Provided data:
┄┄┄┄┄┄┄┄┄┄

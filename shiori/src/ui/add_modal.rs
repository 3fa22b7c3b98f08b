use egui::{Align2, Context, RichText};
use shiori_core::{AddModalState, Logic};

use crate::{
    thumbnail_cache::ThumbnailCache,
    ui::style::{Style, StyleExt},
};

const COVER_WIDTH: f32 = 160.0;

pub fn ui(ctx: &Context, logic: &Logic, style: &Style, thumbnail_cache: &mut ThumbnailCache) {
    let modal = logic.get_add_modal();
    if !modal.showing {
        return;
    }
    let Some(series) = modal.series else {
        return;
    };

    let mut open = true;
    let mut add = false;
    let mut cancel = false;
    egui::Window::new("Add series")
        .open(&mut open)
        .collapsible(false)
        .resizable(false)
        .anchor(Align2::CENTER_CENTER, [0.0, 0.0])
        .show(ctx, |ui| {
            ui.horizontal_top(|ui| {
                if let Some(thumbnail) = thumbnail_cache.get(logic, &series) {
                    ui.add(egui::Image::new(thumbnail.image_source()).max_width(COVER_WIDTH));
                }
                ui.vertical(|ui| {
                    ui.set_max_width(COVER_WIDTH * 2.0);
                    ui.label(RichText::new(&series.title).heading());
                    ui.label(RichText::new(series.key().to_string()).weak());
                    if !series.description.is_empty() {
                        ui.add_space(4.0);
                        ui.label(&series.description);
                    }
                    if modal.editable {
                        ui.add_space(4.0);
                        ui.label(
                            RichText::new(format!(
                                "{} Details come from the library folder and can be edited there.",
                                egui_phosphor::regular::PENCIL_SIMPLE
                            ))
                            .color(style.accent_color32()),
                        );
                    }
                });
            });

            ui.separator();
            ui.horizontal(|ui| {
                add = ui
                    .button(format!("{} Add to library", egui_phosphor::regular::PLUS))
                    .clicked();
                cancel = ui.button("Cancel").clicked();
            });
        });

    if add {
        logic.add_to_library(series);
    }
    if add || cancel || !open {
        logic.update_add_modal(AddModalState::close);
    }
}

┄┄┄┄┄┄┄┄┄┄

What you need to do: If a line in the records holds the string "Some", count it, and give only the total.

Response box: 2